Next versions of wget will support WARC

Alard has implemented an option to produce WARC output in wget:

I (Alard) have been working on a way to have Wget write its results to a WARC (Web ARChive file format) file, just like Heritrix and other archiving tools. With the WARC format, it’s possible to save both the request and the response headers. It also provides a clean way to store redirects and 404 responses.

Gijs van Tulder has proposed to merge these changes into the wget main code line:

I’d like to propose a new feature that allows Wget to make WARC files.Perhaps you're already familiar with it, but in short: WARC is a file format for web archives. In a single WARC file, you can store every file of the website, plus the HTTP request and response headers and other metadata. This makes it a very useful format for web archivists: you keep everything together, in the most detailed and original form. The WARC format (an ISO standard, ISO 28500) has been developed by the International Internet Preservation Consortium, which includes the Internet Archive and many national libraries. It is supposed to become *the* standard file format for web archives. For example, it is used in the Internet Archive's Wayback Machine and its Heritrix crawler.
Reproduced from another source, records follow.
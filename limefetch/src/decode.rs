//! Decompression of gzip-framed manifest payloads.

use std::io::Read;

use flate2::read::GzDecoder;

use crate::error::{RepositoryError, RepositoryResult};

/// Decompress a gzip-framed byte stream.
///
/// Pure transformation, no I/O beyond the in-memory stream. `label`
/// identifies the payload in the error, typically its repository path.
///
/// # Errors
///
/// Returns [`RepositoryError::Decode`] if the stream is not validly framed
/// or is truncated.
pub fn gunzip(raw: &[u8], label: &str) -> RepositoryResult<Vec<u8>> {
    let mut decoder = GzDecoder::new(raw);
    let mut decompressed = Vec::new();
    decoder
        .read_to_end(&mut decompressed)
        .map_err(|e| RepositoryError::Decode {
            label: label.to_string(),
            source: e,
        })?;
    Ok(decompressed)
}
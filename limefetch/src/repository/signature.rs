//! Signature verification extension point.
//!
//! The repository publishes detached signatures alongside its metadata and
//! modules. Cryptographic verification of those signatures is not
//! implemented; the default verifier accepts everything and says so loudly.
//! Checksum verification is always performed regardless of what a verifier
//! decides.

use tracing::warn;

use crate::error::RepositoryResult;

/// Verifies a payload against a detached signature.
pub trait SignatureVerifier: Send + Sync {
    /// Verify `signature` over `payload`.
    fn verify(&self, payload: &[u8], signature: &[u8]) -> RepositoryResult<()>;
}

/// Advisory verifier that performs no cryptographic check.
///
/// Accepts every signature and logs a warning that the content was not
/// verified. This is a placeholder until a real verifier exists; it offers
/// no protection.
#[derive(Debug, Default, Clone, Copy)]
pub struct AdvisoryVerifier;

impl SignatureVerifier for AdvisoryVerifier {
    fn verify(&self, _payload: &[u8], signature: &[u8]) -> RepositoryResult<()> {
        warn!(
            signature_len = signature.len(),
            "signature fetched but not cryptographically verified"
        );
        Ok(())
    }
}

#[cfg(test)]
mod tests {
    use super::*;

    #[test]
    fn test_advisory_verifier_accepts_anything() {
        let verifier = AdvisoryVerifier;
        assert!(verifier.verify(b"payload", b"signature").is_ok());
        assert!(verifier.verify(b"", b"").is_ok());
    }
}
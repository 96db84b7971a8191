//! Minimal XML element tree used by the metadata parsers.
//!
//! Repository metadata documents are small, so they are materialized into a
//! tree of named elements before typed field extraction. Repeated children
//! land in a plain `Vec`, so a document carrying a single element and one
//! carrying a list go through the same access path.

use std::collections::HashMap;

use quick_xml::events::{BytesStart, Event};
use quick_xml::Reader;

/// A parsed XML element: name, attributes, child elements, and trimmed text.
#[derive(Debug, Clone)]
pub(crate) struct Element {
    pub name: String,
    pub attributes: HashMap<String, String>,
    pub children: Vec<Element>,
    pub text: String,
}

impl Element {
    /// Parse a document into its root element.
    ///
    /// Errors are plain reason strings; callers wrap them with the document
    /// context.
    pub fn parse(xml: &[u8]) -> Result<Element, String> {
        let mut reader = Reader::from_reader(xml);
        let mut buf = Vec::new();
        let mut stack: Vec<Element> = Vec::new();
        let mut root: Option<Element> = None;

        loop {
            match reader.read_event_into(&mut buf) {
                Ok(Event::Start(start)) => {
                    stack.push(Self::from_start(&start)?);
                }
                Ok(Event::Empty(start)) => {
                    let element = Self::from_start(&start)?;
                    match stack.last_mut() {
                        Some(parent) => parent.children.push(element),
                        None if root.is_none() => root = Some(element),
                        None => return Err("multiple root elements".to_string()),
                    }
                }
                Ok(Event::Text(text)) => {
                    if let Some(element) = stack.last_mut() {
                        let unescaped = text.unescape().map_err(|e| e.to_string())?;
                        let trimmed = unescaped.trim();
                        if !trimmed.is_empty() {
                            element.text.push_str(trimmed);
                        }
                    }
                }
                Ok(Event::CData(cdata)) => {
                    if let Some(element) = stack.last_mut() {
                        let raw = cdata.into_inner();
                        let value = String::from_utf8_lossy(&raw);
                        let trimmed = value.trim();
                        if !trimmed.is_empty() {
                            element.text.push_str(trimmed);
                        }
                    }
                }
                Ok(Event::End(_)) => {
                    let element = stack
                        .pop()
                        .ok_or_else(|| "unbalanced closing tag".to_string())?;
                    match stack.last_mut() {
                        Some(parent) => parent.children.push(element),
                        None if root.is_none() => root = Some(element),
                        None => return Err("multiple root elements".to_string()),
                    }
                }
                Ok(Event::Eof) => break,
                Ok(_) => {}
                Err(e) => return Err(e.to_string()),
            }
            buf.clear();
        }

        if !stack.is_empty() {
            return Err("unexpected end of document".to_string());
        }

        root.ok_or_else(|| "document has no root element".to_string())
    }

    fn from_start(start: &BytesStart<'_>) -> Result<Element, String> {
        let name = String::from_utf8_lossy(start.name().as_ref()).into_owned();
        let mut attributes = HashMap::new();

        for attribute in start.attributes() {
            let attribute = attribute.map_err(|e| e.to_string())?;
            let key = String::from_utf8_lossy(attribute.key.as_ref()).into_owned();
            let value = attribute
                .unescape_value()
                .map_err(|e| e.to_string())?
                .into_owned();
            attributes.insert(key, value);
        }

        Ok(Element {
            name,
            attributes,
            children: Vec::new(),
            text: String::new(),
        })
    }

    /// All child elements with the given name.
    pub fn children_named<'a>(&'a self, name: &'a str) -> impl Iterator<Item = &'a Element> {
        self.children.iter().filter(move |child| child.name == name)
    }

    /// First child element with the given name, or a missing-field reason.
    pub fn require_child(&self, name: &str) -> Result<&Element, String> {
        self.children
            .iter()
            .find(|child| child.name == name)
            .ok_or_else(|| format!("missing field `{}` in <{}>", name, self.name))
    }

    /// Text content of a required child element.
    pub fn require_child_text(&self, name: &str) -> Result<&str, String> {
        let child = self.require_child(name)?;
        if child.text.is_empty() {
            return Err(format!("empty field `{}` in <{}>", name, self.name));
        }
        Ok(&child.text)
    }

    /// Value of a required attribute on this element.
    pub fn require_attr(&self, name: &str) -> Result<&str, String> {
        self.attributes
            .get(name)
            .map(String::as_str)
            .ok_or_else(|| format!("missing attribute `{}` on <{}>", name, self.name))
    }
}
//! SHA-256 checksum calculation and verification.
//!
//! Every payload fetched from the repository is verified against the
//! checksum its metadata declares before it is parsed or returned.

use std::fs::File;
use std::io::Read;
use std::path::Path;

use sha2::{Digest, Sha256};
use tracing::debug;

use crate::error::{RepositoryError, RepositoryResult};

/// Buffer size for reading files during checksum calculation (64KB).
const BUFFER_SIZE: usize = 64 * 1024;

/// Calculate the lowercase hexadecimal SHA-256 digest of a byte slice.
pub fn sha256_hex(data: &[u8]) -> String {
    let mut hasher = Sha256::new();
    hasher.update(data);
    format!("{:x}", hasher.finalize())
}

/// Verify a payload against its declared checksum.
///
/// The comparison is case-sensitive. `label` identifies the payload in the
/// error and in logs, typically the repository-relative file path.
///
/// # Errors
///
/// Returns [`RepositoryError::ChecksumMismatch`] carrying the label, the
/// expected digest, and the digest actually computed.
pub fn verify_checksum(data: &[u8], expected: &str, label: &str) -> RepositoryResult<()> {
    let actual = sha256_hex(data);
    debug!(%label, checksum = %actual, "calculated checksum");
    if actual != expected {
        return Err(RepositoryError::ChecksumMismatch {
            label: label.to_string(),
            expected: expected.to_string(),
            actual,
        });
    }
    Ok(())
}

/// Verify a file's contents against a declared checksum.
///
/// Same contract as [`verify_checksum`], reading the file in buffered
/// chunks rather than loading it whole.
///
/// # Errors
///
/// Returns [`RepositoryError::ChecksumMismatch`] on a digest mismatch, or
/// [`RepositoryError::ReadFailed`] if the file cannot be read.
pub fn verify_file_checksum(path: &Path, expected: &str, label: &str) -> RepositoryResult<()> {
    let actual = file_sha256(path)?;
    debug!(%label, checksum = %actual, "calculated checksum");
    if actual != expected {
        return Err(RepositoryError::ChecksumMismatch {
            label: label.to_string(),
            expected: expected.to_string(),
            actual,
        });
    }
    Ok(())
}

/// Calculate the SHA-256 digest of a file's contents.
///
/// Reads the file in buffered chunks rather than loading it whole.
///
/// # Errors
///
/// Returns an error if the file cannot be read.
pub fn file_sha256(path: &Path) -> RepositoryResult<String> {
    let mut file = File::open(path).map_err(|e| RepositoryError::ReadFailed {
        path: path.to_path_buf(),
        source: e,
    })?;

    let mut hasher = Sha256::new();
    let mut buffer = vec![0u8; BUFFER_SIZE];

    loop {
        let bytes_read = file
            .read(&mut buffer)
            .map_err(|e| RepositoryError::ReadFailed {
                path: path.to_path_buf(),
                source: e,
            })?;

        if bytes_read == 0 {
            break;
        }

        hasher.update(&buffer[..bytes_read]);
    }

    Ok(format!("{:x}", hasher.finalize()))
}
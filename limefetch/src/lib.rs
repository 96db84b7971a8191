//! limefetch - LiME kernel-module repository client
//!
//! Resolves and downloads versioned kernel modules from a YUM-style package
//! repository, verifying a SHA-256 checksum at every transport boundary
//! before any payload is trusted. The walk is two-stage: the repository
//! index names a manifest per category, the manifest catalogues modules by
//! kernel version, and the resolved module is downloaded and verified
//! before its local path is returned.

pub mod checksum;
pub mod decode;
pub mod error;
pub mod logging;
pub mod metadata;
pub mod repository;
pub mod transport;

pub use error::{RepositoryError, RepositoryResult};
pub use metadata::{ManifestDescriptor, ManifestTable, ModuleRecord, RepositoryIndex};
pub use repository::{AdvisoryVerifier, ModuleFetcher, Repository, SignatureVerifier};
pub use transport::{HttpClient, ReqwestClient};
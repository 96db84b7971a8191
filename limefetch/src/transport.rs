//! Transport seam between repository resolution and the network.

use std::time::Duration;

use crate::error::{RepositoryError, RepositoryResult};

/// Default timeout for HTTP requests in seconds.
const DEFAULT_TIMEOUT_SECS: u64 = 30;

/// Synchronous HTTP GET, the only transport operation repository
/// resolution needs.
///
/// [`Repository`](crate::Repository) is generic over this trait, so tests
/// drive the full resolution chain against an in-memory client serving
/// canned responses instead of a live server.
pub trait HttpClient: Send + Sync {
    /// Performs an HTTP GET request and returns the response body.
    ///
    /// # Errors
    ///
    /// Returns [`RepositoryError::Transport`] for a non-success status and
    /// [`RepositoryError::Request`] when the request fails before a status
    /// is available.
    fn get(&self, url: &str) -> RepositoryResult<Vec<u8>>;
}

/// Production transport backed by a blocking `reqwest` client.
pub struct ReqwestClient {
    client: reqwest::blocking::Client,
}

impl ReqwestClient {
    /// Create a client with the default request timeout.
    pub fn new() -> RepositoryResult<Self> {
        Self::with_timeout(Duration::from_secs(DEFAULT_TIMEOUT_SECS))
    }

    /// Create a client with a custom request timeout.
    pub fn with_timeout(timeout: Duration) -> RepositoryResult<Self> {
        let client = reqwest::blocking::Client::builder()
            .timeout(timeout)
            .build()
            .map_err(|e| RepositoryError::Client(format!("failed to create HTTP client: {}", e)))?;

        Ok(Self { client })
    }
}

impl HttpClient for ReqwestClient {
    fn get(&self, url: &str) -> RepositoryResult<Vec<u8>> {
        let response = self
            .client
            .get(url)
            .send()
            .map_err(|e| RepositoryError::Request {
                path: url.to_string(),
                reason: e.to_string(),
            })?;

        let status = response.status();
        if !status.is_success() {
            return Err(RepositoryError::Transport {
                path: url.to_string(),
                status: status.as_u16(),
            });
        }

        response
            .bytes()
            .map(|b| b.to_vec())
            .map_err(|e| RepositoryError::Request {
                path: url.to_string(),
                reason: format!("failed to read response: {}", e),
            })
    }
}
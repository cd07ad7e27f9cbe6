//! # tokengate-service
//!
//! Account flows that sit around the token core: registration, profile
//! updates, deactivation, password reset, and email verification. Mail is
//! handed to a [`MailDispatcher`] and never awaited by the caller.
//!
//! Services follow constructor injection: all dependencies are provided
//! at construction time via `Arc` references.

pub mod mail;
pub mod user;

pub use mail::{LogMailer, MailDispatcher, SmtpMailer};
pub use user::{RecoveryService, Registration, UserService, VerificationStatus};

#[cfg(test)]
mod test_support;
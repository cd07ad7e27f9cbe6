//! Password reset and email verification by signed link.

use std::sync::Arc;

use chrono::Utc;
use tracing::{info, warn};

use tokengate_auth::{
    LinkPurpose, LinkSigner, PasswordHasher, PasswordValidator, RevocationCache, SessionManager,
    VerifiedLink,
};
use tokengate_core::error::AppError;
use tokengate_core::result::AppResult;
use tokengate_database::UserRepository;
use tokengate_entity::user::User;

use crate::mail::MailDispatcher;

/// Outcome of a verification request.
#[derive(Debug, Clone, Copy, PartialEq, Eq)]
pub enum VerificationStatus {
    /// The address was confirmed earlier; nothing was sent.
    AlreadyVerified,
    /// A confirmation link is on its way.
    Sent,
}

/// Flows driven by emailed links.
#[derive(Debug, Clone)]
pub struct RecoveryService {
    user_repo: Arc<dyn UserRepository>,
    hasher: Arc<PasswordHasher>,
    validator: Arc<PasswordValidator>,
    links: Arc<LinkSigner>,
    sessions: Arc<SessionManager>,
    revocation: Arc<RevocationCache>,
    mail: MailDispatcher,
}

impl RecoveryService {
    /// Creates a new recovery service.
    pub fn new(
        user_repo: Arc<dyn UserRepository>,
        hasher: Arc<PasswordHasher>,
        validator: Arc<PasswordValidator>,
        links: Arc<LinkSigner>,
        sessions: Arc<SessionManager>,
        revocation: Arc<RevocationCache>,
        mail: MailDispatcher,
    ) -> Self {
        Self {
            user_repo,
            hasher,
            validator,
            links,
            sessions,
            revocation,
            mail,
        }
    }

    /// Sends a reset link if `email` belongs to an active account.
    ///
    /// Succeeds either way so the response does not reveal whether the
    /// address is registered.
    pub async fn forgot_password(&self, email: &str) -> AppResult<()> {
        match self.user_repo.find_by_email(email).await? {
            Some(user) if user.is_active => {
                let link = self.links.link(&user.email, LinkPurpose::ResetPassword)?;
                self.mail.send_password_reset(user.email.clone(), link);
                info!(user_id = %user.id, "Password reset link issued");
            }
            Some(user) => {
                info!(user_id = %user.id, "Password reset requested for inactive account");
            }
            None => {
                info!("Password reset requested for unknown address");
            }
        }
        Ok(())
    }

    /// Sets a new password from a reset link and revokes every session.
    pub async fn reset_password(&self, token: &str, new_password: &str) -> AppResult<()> {
        let link = self.links.verify(token, LinkPurpose::ResetPassword)?;
        let user = self.user_for_link(&link).await?;

        // A link predating the current password has been used already.
        if user.is_token_stale(link.issued_at) {
            return Err(AppError::bad_request("Link has already been used"));
        }

        self.validator
            .validate(new_password, &[&user.username, &user.email])?;

        let remaining = (link.expires_at - Utc::now().timestamp()) as f64;
        if !self.revocation.redeem_link(&link.id, remaining).await? {
            return Err(AppError::bad_request("Link has already been used"));
        }
        let hash = self.hasher.hash(new_password).await?;
        self.user_repo
            .update_password(user.id, &hash, Utc::now())
            .await?;

        let report = self.sessions.logout_all(&user).await?;
        info!(user_id = %user.id, revoked = report.revoked, "Password reset");
        Ok(())
    }

    /// Sends a confirmation link unless the address is already confirmed.
    pub async fn request_verification(&self, user: &User) -> AppResult<VerificationStatus> {
        if user.email_verified {
            return Ok(VerificationStatus::AlreadyVerified);
        }

        let link = self
            .links
            .link(&user.email, LinkPurpose::AccountVerification)?;
        self.mail.send_account_confirmation(user.email.clone(), link);
        info!(user_id = %user.id, "Verification link issued");
        Ok(VerificationStatus::Sent)
    }

    /// Marks the address from a confirmation link as verified.
    ///
    /// Returns `false` if it was verified already.
    pub async fn confirm_email(&self, token: &str) -> AppResult<bool> {
        let link = self.links.verify(token, LinkPurpose::AccountVerification)?;
        let user = self.user_for_link(&link).await?;

        if user.email_verified {
            return Ok(false);
        }

        self.user_repo.mark_email_verified(user.id).await?;
        info!(user_id = %user.id, "Email verified");
        Ok(true)
    }

    async fn user_for_link(&self, link: &VerifiedLink) -> AppResult<User> {
        self.user_repo
            .find_by_email(&link.email)
            .await?
            .ok_or_else(|| {
                warn!("Link refers to an address with no account");
                AppError::bad_request("Invalid link")
            })
    }
}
There are several projects building tools to work with WARC files.

The proposal has been accepted by Giuseppe Scrivano, the current wget maintainer:

Sure we do!

And the integration seems to be progressing as far as we can tell from the bug-wget mailing list.

Wget is handy and widespread and this will make it much easier to create quality archives for pretty much everyone.

Wget is also what is currently used by the Owark WordPress plugin and that’s obviously good news for the project.

That doesn’t really impact the plan to create a web service based option for Owark discussed in a recent blog post, but it will strengthen the “local archiving option” in the long term (it will take a few years before a new version of wget is widespread) and provide an interesting alternative to produce archives for the web service.

What’s next for Owark

The current version of the WordPress plugin relies on the Broken Ling Checker to find new links and check their status and on wget to create its archive but all these operations are done on the server which is hosting the blog.

This is working fine for the few blogs I administer but this architecture has a couple of drawbacks:

  • It’s not always obvious to have a recent version of wget installed on the server (actually, the most common installation issues with Owark are related to wget).
  • Visitors have to trust the website that hosts the archives that the archived pages are actuals copies of the archived pages.

You can imagine many motivations to forge archives (to replace or add ads, to comfort a statement you’ve made on your site, …) and I think that this issue of trust could become really nasty if the idea of creating private archives got some traction.

Thinking about these issues, I took a step back and made a list of the functions involved in an Owark node:

  • Link management (maintains a list of outbound links and theirs status)
  • Archiving (creates an archive for each outbound link)
  • Archives hosting
  • Link replacement (replacing the links to broken links by links to local archives)
  • Black list management

When you think about it, the only of these functions that must absolutely be kept on the web server to insure long term preservation through the LOCKSS principle is the archives hosting.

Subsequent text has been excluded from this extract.